Alla vigilia di Torino-Milan, l’allenatore rossonero Stefano Pioli ha parlato in conferenza stampa da Milanello. Queste le sue dichiarazioni:
Sulla partita contro il Bologna: “Noi allenatori quando guardiamo le prestazioni non ci fermiamo al risultato. Contro il Bologna buona gara, ma non abbiamo vinto. La giornata di riposo era già in programma. È stata una settimana di lavoro fatta bene, c’è stata partecipazione e la giusta qualità che ci servirà domani sera. Siamo consapevoli di over migliorare la nostra fase offensiva. Abbiamo cercato di lavorare per trovare ancora più precisione ed efficacia. Abbiamo giocato 93 palloni nell’area avversaria: in campionato se ne giocano di solito 42. Vuol dire che probabilmente non era la nostra serata migliore. A volte dovevamo concludere prima, a volte abbiamo fatto un tocco in più, altre non abbiamo visto prima il compagno libero. Sono partite che a volte nascono così“.
Su Saelemaekers: “È un titolare del Milan, come tutti. Io devo fare delle scelte. La condizione psico-fisica non può essere al 100% per tutta la stagione. Lui è forte e dimostrerà da qui alla fine il suo valore: avrà spazio. Torino? Può essere“.
Sul Torino: “Juric è un allenatore che stimo molto, dà grande identità alla squadra e fa migliorare i propri giocatori. Rispetto all’ultimo Torino-Milan, loro sono molto diversi. Sarà una partita complicata, sporca, ma non ci tireremo indietro. Non esistono squadre perfette. Tutte le squadre vivono momenti top, basta vedere il City e il vantaggio che aveva a gennaio. L’imperfezione del Milan? Abbiamo dimostrato di poter mettere una sola situazione in campo sempre: il gioco di squadra. Dobbiamo esaltare i nostri punti forti e coprire i nostri punti deboli. I nostri aspetti positivi sono sicuramente superiori. Bremer è sicuramente uno dei difensori più forti del campionato italiano, ma Giroud può metterlo in difficoltà perché è uno degli attaccanti più forti del campionato“.
Su Pobega e Kessie: “Pobega? Ha fatto sicuramente bene, ma non è questo il momento adatto per parlare della prossima stagione. Devo valorizzare al meglio la rosa dei giocatori che ho a disposizione. Fischi a Kessie? Non ho parlato con lui di questo. È concentrato per questo finale di stagione. I miei giocatori hanno tutti la mia fiducia. Li stimo per il lavoro quotidiano che stanno facendo. Poi io faccio delle scelte. Ogni giocatore del Milan deve pensare da oggi che ogni manciata di minuti giocata può essere decisiva“.

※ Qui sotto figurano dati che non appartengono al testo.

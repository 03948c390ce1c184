use ratatui::style::Color;

pub struct Theme {
    pub fg: Color,
    pub primary: Color,   // Blue
    pub secondary: Color, // Orange
    pub comment: Color,   // Grey
    pub success: Color,   // Green
    pub error: Color,     // Red
    pub number: Color,    // Orange for stack values
    pub border_focused: Color,
    pub border_normal: Color,
    pub status_bg: Color, // Slightly lighter BG for the status bar
}

pub const DEFAULT_THEME: Theme = Theme {
    fg: Color::Rgb(205, 214, 244),
    primary: Color::Rgb(137, 180, 250),   // Blue
    secondary: Color::Rgb(250, 179, 135), // Orange
    comment: Color::Rgb(108, 112, 134),
    success: Color::Rgb(166, 227, 161),
    error: Color::Rgb(243, 139, 168),
    number: Color::Rgb(250, 179, 135),
    border_focused: Color::Rgb(249, 226, 175), // Yellow border for focus
    border_normal: Color::Rgb(108, 112, 134),  // Grey border for normal
    status_bg: Color::Rgb(50, 50, 70),
};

Su Rebic: “Trequartista? Sarebbe un 4-4-2. Io non sono ancorato a nessun sistema di gioco. Si può fare. Leao e Rebic insieme? Può essere una soluzione contro le difese a 3. Se giochiamo con Kessié trequartista siamo più equilibrati“.
Sulla squadra: “Cambio modulo? Noi cambiamo tantissimo di partita in partita, sia i giocatori in costruzione che quelli che portiamo a finalizzare. Non credo sia una questione di posizione, ma di qualità, determinazione e precisione. Non vedo una squadra preoccupata. Siamo stati frenetici negli ultimi minuti contro il Bologna, ma è normale. È un privilegio essere qua: se torniamo indietro all’estate scorsa nessuno di voi pensava che potessimo lottare per lo scudetto. Giocare dopo le altre? Se pensiamo alle ultime due partite, abbiamo giocato sapendo già i risultati. Non credo cambi qualcosa: dovremo giocare da Milan perché sappiamo che squadra affronteremo. Abbiamo fatto un’annata molto importante, stiamo facendo un buonissimo girone di ritorno“.
Sul rush finale: “Dovremo fare qualcosa di eccezionale per lo scudetto. Penso che sarebbe corretto nelle ultime giornate che tutti giocassimo in contemporanea. Se vuoi vincere uno scudetto, però, devi dimostrare una mentalità vincente e devi mantenere la concentrazione. Il guizzo finale? Si può allenare tecnicamente, ma anche di testa. Arriveremo alla partita di domani con la certezza che ogni pallone possa essere decisivo. Dovremo giocare con la fame. Credo che bisogna fare tanti punti per vincere lo scudetto. La partita di domani è la più importante ed è la prima da vincere. In questo periodo se pensiamo troppo alla partita precedente non prepariamo bene quella successiva. Le partite sono uniche, gli avversari cambiano: magari domani faremo 3 tiri in porta e faremo 3 gol. Martedì mattina i ragazzi erano già concentrati e determinati. Sapevano già cos’era mancato e cosa fare nella prossima gara“.